FROM BELKNAP CIRCUIT COURT. Elbridge G. Varrell, one of the heirs of the intestate, undertook to appeal from the allowance by the commissioner of the claim of Eunice B. Varrell against said estate. This he might do by filing his petition to the judge in the probate office within thirty days after the acceptance of the report, first filing a bond in the probate office, to the satisfaction of the judge, conditioned to indemnify the estate from any cost or damage that might accrue in the prosecution of his appeal. By a further provision of the statute, if the creditor or his agent or attorney is not present to take notice of the appeal, the judge shall order notice thereof to be given to the creditor. The creditor, upon being notified of the appeal, is required to file his declaration within thirty days thereafter, and serve a copy thereof upon the administrator, and enter his action at the next trial term of the supreme court (now circuit court), and produce attested copies of the petition, declaration, order of notice, and evidence of compliance with such order. Gen. Stats., ch. 181, secs. 1-5.
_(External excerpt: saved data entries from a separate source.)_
//! Subscriber registry
//!
//! Tracks every live subscriber together with its tenant scope. Each
//! subscriber gets a bounded outbound channel; the connection that owns the
//! receiving end writes whatever arrives to the wire. Dropping the last sender
//! (which removal does) ends that writer and closes the connection.

use std::sync::atomic::{AtomicU64, Ordering};
use std::sync::Arc;

use dashmap::DashMap;
use tokio::sync::mpsc;
use tokio::sync::mpsc::error::TrySendError;

use super::notification::Notification;
use crate::location::TenantScope;

/// Unique identifier of a registered subscriber
pub type SubscriberId = u64;

/// Outcome of a failed delivery attempt
#[derive(Debug, Clone, Copy, PartialEq, Eq)]
pub enum DeliveryError {
    /// The subscriber's outbound buffer is full
    Lagged,
    /// The connection's writer is gone
    Closed,
}

/// A registered subscriber as seen by the distributor
#[derive(Debug, Clone)]
pub struct Subscriber {
    /// Registry id
    pub id: SubscriberId,
    /// Tenants this subscriber may see
    pub scope: TenantScope,
    sender: mpsc::Sender<Arc<Notification>>,
}

impl Subscriber {
    /// Check whether an update for `tenant_id` should reach this subscriber
    pub fn wants(&self, tenant_id: &str) -> bool {
        self.scope.matches(tenant_id)
    }

    /// Try to hand a notification to the connection without waiting
    pub fn try_deliver(&self, notification: &Arc<Notification>) -> Result<(), DeliveryError> {
        match self.sender.try_send(Arc::clone(notification)) {
            Ok(()) => Ok(()),
            Err(TrySendError::Full(_)) => Err(DeliveryError::Lagged),
            Err(TrySendError::Closed(_)) => Err(DeliveryError::Closed),
        }
    }

    /// Check if the connection side has gone away
    pub fn is_closed(&self) -> bool {
        self.sender.is_closed()
    }
}

/// Receiving side handed to the connection that registered
#[derive(Debug)]
pub struct Subscription {
    /// Registry id, used to unregister
    pub id: SubscriberId,
    /// Scope the subscriber registered with
    pub scope: TenantScope,
    /// Notifications fanned out to this subscriber
    pub receiver: mpsc::Receiver<Arc<Notification>>,
}

/// Concurrent set of live subscribers
///
/// Backed by a sharded `DashMap`, so registration and removal from connection
/// tasks never contend with each other for long. Broadcast iterates over a
/// [`snapshot`](Self::snapshot), never over the map itself.
#[derive(Debug)]
pub struct SubscriberRegistry {
    subscribers: DashMap<SubscriberId, Subscriber>,
    next_id: AtomicU64,
    buffer: usize,
}

impl SubscriberRegistry {
    /// Create a registry whose subscribers buffer up to `buffer` notifications
    pub fn new(buffer: usize) -> Self {
        Self {
            subscribers: DashMap::new(),
            next_id: AtomicU64::new(1),
            buffer: buffer.max(1),
        }
    }

    /// Register a subscriber for `scope`
    pub fn add(&self, scope: TenantScope) -> Subscription {
        let id = self.next_id.fetch_add(1, Ordering::Relaxed);
        let (sender, receiver) = mpsc::channel(self.buffer);

        self.subscribers.insert(
            id,
            Subscriber {
                id,
                scope: scope.clone(),
                sender,
            },
        );

        tracing::info!(
            subscriber_id = id,
            scope = %scope,
            subscribers = self.subscribers.len(),
            "Subscriber added"
        );

        Subscription {
            id,
            scope,
            receiver,
        }
    }

    /// Unregister a subscriber
    ///
    /// Idempotent: returns `false` if the subscriber was already gone.
    pub fn remove(&self, id: SubscriberId) -> bool {
        match self.subscribers.remove(&id) {
            Some(_) => {
                tracing::info!(
                    subscriber_id = id,
                    subscribers = self.subscribers.len(),
                    "Subscriber removed"
                );
                true
            }
            None => false,
        }
    }

    /// Copy the current subscriber set
    ///
    /// Shard locks are released before this returns, so callers may deliver
    /// to (and remove) subscribers freely while walking the result.
    pub fn snapshot(&self) -> Vec<Subscriber> {
        self.subscribers
            .iter()
            .map(|entry| entry.value().clone())
            .collect()
    }

    /// Check if a subscriber is registered
    pub fn contains(&self, id: SubscriberId) -> bool {
        self.subscribers.contains_key(&id)
    }

    /// Number of registered subscribers
    pub fn len(&self) -> usize {
        self.subscribers.len()
    }

    /// Check if nobody is subscribed
    pub fn is_empty(&self) -> bool {
        self.subscribers.is_empty()
    }
}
By the case sent up, it appears that when the appellant took an appeal by filing his petition in the probate court, notice thereof was ordered to be given to the administrator fourteen days before the next term of the circuit court. Whether that was necessary it is not material to inquire. But the statute does require that notice of the appeal should be given to the creditor, unless she or her agent or attorney was present to take notice thereof. If she or her agent or attorney was present, the records of the probate court would or should show it. Unless that fact is made to appear from the copies sent up, or unless the fact is admitted, there is nothing from which we can assume that the fact was so. Unless, then, notice of the appeal was given to the creditor, how would she know that an appeal from the allowance of her claim had been taken? It is entirely clear that she cannot be required to file her declaration, nor enter her action in the circuit court, in the absence of any notice that the allowance of her claim had been appealed from. It would be contrary to every idea of justice to visit upon the creditor the penalty of having his claim forever barred for neglect to file his declaration and enter his action, where no steps had been taken to notify him that an appeal had been claimed. Our laws are not open to any such reproach.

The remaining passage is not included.